New York City moves to establish algorithm-monitoring task force

New York City may soon gain a task force dedicated to monitoring the fairness of algorithms used by municipal agencies. Formed from experts in automated systems and representatives of groups affected by those systems, it would be responsible for closely examining algorithms in use by the city and making recommendations on how to improve accountability and avoid bias.

The bill, which doesn’t have a fancy name, has been approved by the city council and is on the Mayor’s desk for signing. The New York division of the ACLU has argued in favor of it.

Say, for instance, an “automated decision system” (as the law calls them) determines to a certain extent who’s eligible for bail. It may be that biases inherent to the training data that produced this system tend to result in one group being unjustly favored for bail hearings over another.

The task force will be required to author a report that lays out procedures for dealing with situations like the above. Specifically, the report will make recommendations regarding the following:

  • How can people know whether or not they or their circumstances are being assessed algorithmically, and how should they be informed as to that process?
  • Does a given system disproportionately impact certain groups, such as the elderly, immigrants, the disabled, minorities, etc?
  • If so, what should be done on behalf of an affected group?
  • How does a given system function, both in terms of its technical details and in how the city applies it?
  • How should these systems and their training data be documented and archived?

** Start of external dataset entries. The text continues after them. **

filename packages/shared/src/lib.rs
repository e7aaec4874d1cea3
//! Utilities shared by the BlipChat crates.

pub mod logger;
pub mod time;
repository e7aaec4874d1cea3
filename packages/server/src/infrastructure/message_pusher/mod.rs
//! メッセージ送信（通知）の実装
//!
//! ## 実装
//!
//! - `websocket`: WebSocket を使った実装

pub mod websocket;

pub use websocket::WebSocketMessagePusher;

The task force would need to be formed within three months of the bill’s signing, and importantly it must include “persons with expertise in the areas of fairness, accountability and transparency relating to automated decision systems and persons affiliated with charitable corporations that represent persons in the city affected by agency automated decision systems.”

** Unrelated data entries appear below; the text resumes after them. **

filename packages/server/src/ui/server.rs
//! Server execution logic.

use std::{future::Future, sync::Arc};

use axum::{Router, routing::get};
use tokio::net::TcpListener;
use tower_http::trace::TraceLayer;

use crate::usecase::MembershipCoordinator;

use super::{
    handler::{get_rooms, health_check, root, websocket_handler},
    signal::shutdown_signal,
    state::AppState,
};

/// Room relay server
///
/// This struct encapsulates the server configuration and provides methods to run the server.
///
/// # Example
///
/// ```ignore
/// let server = Server::new(coordinator);
/// server.run("0.0.0.0".to_string(), 3000).await?;
/// ```
pub struct Server {
    /// MembershipCoordinator（ルームのメンバーシップと履歴）
    coordinator: Arc<MembershipCoordinator>,
}

impl Server {
    pub fn new(coordinator: Arc<MembershipCoordinator>) -> Self {
        Self { coordinator }
    }

    /// Build the router with all endpoints
    pub fn router(&self) -> Router {
        let app_state = Arc::new(AppState {
            coordinator: self.coordinator.clone(),
        });

        Router::new()
            // WebSocket エンドポイント
            .route("/ws", get(websocket_handler))
            // HTTP エンドポイント
            .route("/", get(root))
            .route("/api/health", get(health_check))
            .route("/api/rooms", get(get_rooms))
            .layer(TraceLayer::new_for_http())
            .with_state(app_state)
    }

    /// Run the server until Ctrl+C / SIGTERM
    ///
    /// # Arguments
    ///
    /// * `host` - The host address to bind to (e.g., "0.0.0.0")
    /// * `port` - The port number to bind to (e.g., 3000)
    ///
    /// # Errors
    ///
    /// Returns an error if the server fails to bind to the specified address or
    /// if there's an error during server execution.
    pub async fn run(self, host: String, port: u16) -> Result<(), Box<dyn std::error::Error>> {
        let bind_addr = format!("{}:{}", host, port);
        let listener = TcpListener::bind(&bind_addr).await?;

        tracing::info!("BlipChat server listening on {}", listener.local_addr()?);
        tracing::info!("Connect to: ws://{}/ws", bind_addr);
        tracing::info!("Press Ctrl+C to shutdown gracefully");

        self.serve(listener, shutdown_signal()).await?;

        tracing::info!("Server shutdown complete");
        Ok(())
    }

    /// Serve on an already bound listener until `shutdown` resolves
    pub async fn serve<F>(self, listener: TcpListener, shutdown: F) -> std::io::Result<()>
    where
        F: Future<Output = ()> + Send + 'static,
    {
        axum::serve(listener, self.router())
            .with_graceful_shutdown(shutdown)
            .await
    }
}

So this wouldn’t just be a bunch of machine learning experts and a couple of lawyers. You need social workers and human rights advocates, as well, something I’ve certainly argued for in the past.

The report itself (which would be public) wouldn’t be due for 18 months, but this isn’t the kind of thing you want to rush. Assessing these systems is a data-intensive task and creating parallel municipal systems to make sure people don’t fall through the cracks is civically very important.